Figure 5.

Chronology of epigenetic regulation during the circadian rhythm and menstrual cycle. The regulation of biological cycles like the Circadian rhythm and Menstrual cycle in females has been shown to work through epigenetic regulatory mechanisms. (The figure is relative and not accurate to scale). (A) The gene Bmal1 is the master regulator of the circadian rhythm. The graph represents the relative density of the two active histone marks H3K3me and H3K4me on Bmal1 through a 26-hour period. ZT is Zeitgeber Time where ZT0 corresponds to light on and ZT12 to light off. The peaks represent the maxima of the two-histone marks with respect to ZT, similarly, the dips represent the minima.
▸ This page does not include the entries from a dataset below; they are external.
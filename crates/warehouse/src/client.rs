// SPDX-License-Identifier: MIT

//! [`WarehouseClient`] — the pluggable warehouse interface the executor and
//! reconciler consume. Deliberately pluggable: the real client lives outside this workspace.

use crate::error::WarehouseError;
use crate::job::{JobMetadata, QueryJobConfig};
use crate::resource::{Resource, ResourceMetadata};
use async_trait::async_trait;
use bqp_core::ResourceId;
use std::path::Path;

/// Safe for concurrent use across many tasks: the warehouse
/// client is built once per run and shared.
#[async_trait]
pub trait WarehouseClient: Send + Sync {
    async fn project_id(&self) -> String;

    /// Submit a query job and await its terminal state, fetching metadata.
    /// In dry-run mode the returned metadata carries an estimate only; no
    /// job actually mutates warehouse state.
    async fn run_query_job(&self, config: QueryJobConfig) -> Result<JobMetadata, WarehouseError>;

    /// Child jobs of a `SCRIPT` job, for `ddlTargetTable`/`ddlTargetRoutine`
    /// resolution.
    async fn child_jobs(&self, parent_job_id: &str) -> Result<Vec<JobMetadata>, WarehouseError>;

    async fn get_dataset(&self, id: &ResourceId) -> Result<Resource, WarehouseError>;
    async fn get_table(&self, id: &ResourceId) -> Result<Resource, WarehouseError>;
    async fn get_routine(&self, id: &ResourceId) -> Result<Resource, WarehouseError>;
    async fn table_exists(&self, id: &ResourceId) -> Result<bool, WarehouseError>;

    /// `CREATE OR REPLACE VIEW` path: create the table-as-view resource
    /// directly (used when `view.sql` isn't a dry run and the view doesn't
    /// already exist).
    async fn create_view(&self, id: &ResourceId, view_sql: &str) -> Result<Resource, WarehouseError>;

    /// Fully-qualified ids of every table/view/materialized view the
    /// warehouse reports in `dataset`, for reconciliation.
    async fn list_tables(&self, dataset: &ResourceId) -> Result<Vec<ResourceId>, WarehouseError>;
    async fn list_routines(&self, dataset: &ResourceId) -> Result<Vec<ResourceId>, WarehouseError>;
    async fn list_models(&self, dataset: &ResourceId) -> Result<Vec<ResourceId>, WarehouseError>;

    async fn delete_resource(&self, id: &ResourceId) -> Result<(), WarehouseError>;

    /// Bidirectional metadata mirror between `dir/metadata.json` and the
    /// remote resource. `push = true` writes the remote's current state to
    /// disk.
    async fn sync_metadata(
        &self,
        resource: &Resource,
        dir: &Path,
        push: bool,
    ) -> Result<ResourceMetadata, WarehouseError>;
}
// SPDX-License-Identifier: MIT

//! Renders a [`TreeNode`] as indented text, one row per task with a status
//! glyph, and one row per intermediate grouping segment (a namespace or a
//! reconcile bucket) with no glyph of its own.

use crate::glyph;
use crate::tree::TreeNode;
use std::fmt::Write;

pub fn render(root: &TreeNode, tick: u64) -> String {
    let mut out = String::new();
    for (name, child) in &root.children {
        render_node(&mut out, name, child, 0, tick);
    }
    out
}

fn render_node(out: &mut String, name: &str, node: &TreeNode, depth: usize, tick: u64) {
    let indent = "  ".repeat(depth);
    match &node.task {
        Some(task) if node.children.is_empty() => {
            let status = task.status();
            let g = if matches!(status, bqp_core::TaskStatus::Running) {
                glyph::spinner_frame(tick)
            } else {
                glyph::glyph(&status)
            };
            let _ = write!(out, "{indent}{g} {name}");
            match &status {
                bqp_core::TaskStatus::Success { message: Some(message) } => {
                    let _ = write!(out, " ({message})");
                }
                bqp_core::TaskStatus::Failed { error } => {
                    let _ = writeln!(out);
                    let _ = write!(out, "{indent}  {error}");
                }
                _ => {}
            }
            let _ = writeln!(out);
        }
        _ => {
            let _ = writeln!(out, "{indent}{name}");
            for (child_name, child) in &node.children {
                render_node(out, child_name, child, depth + 1, tick);
            }
        }
    }
}

#[cfg(test)]
#[path = "console_tests.rs"]
mod tests;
This shows differential expression of the gene with respect to time, which has an epigenetic regulatory basis. (B) The graph represents the global acetylation profile from endometrial tissue through the 28-day menstrual cycle. The peaks represent the maxima and the dips represent the minima of the histone marks with respect to time. Global changes in the histone acetylation profile show that these marks contribute to the induction of different genes during different stages of the cycle. Hence they are responsible for the variable morphology of the endometrium through the 28-day period. These epigenetic changes are thus the basis for changes in the endometrial morphology like regeneration (1–7 days), proliferation (7–14 days), ovulation (13–17 days), differentiation (15–22 days), degradation (22–28 days) during the proliferative phase and secretory phase.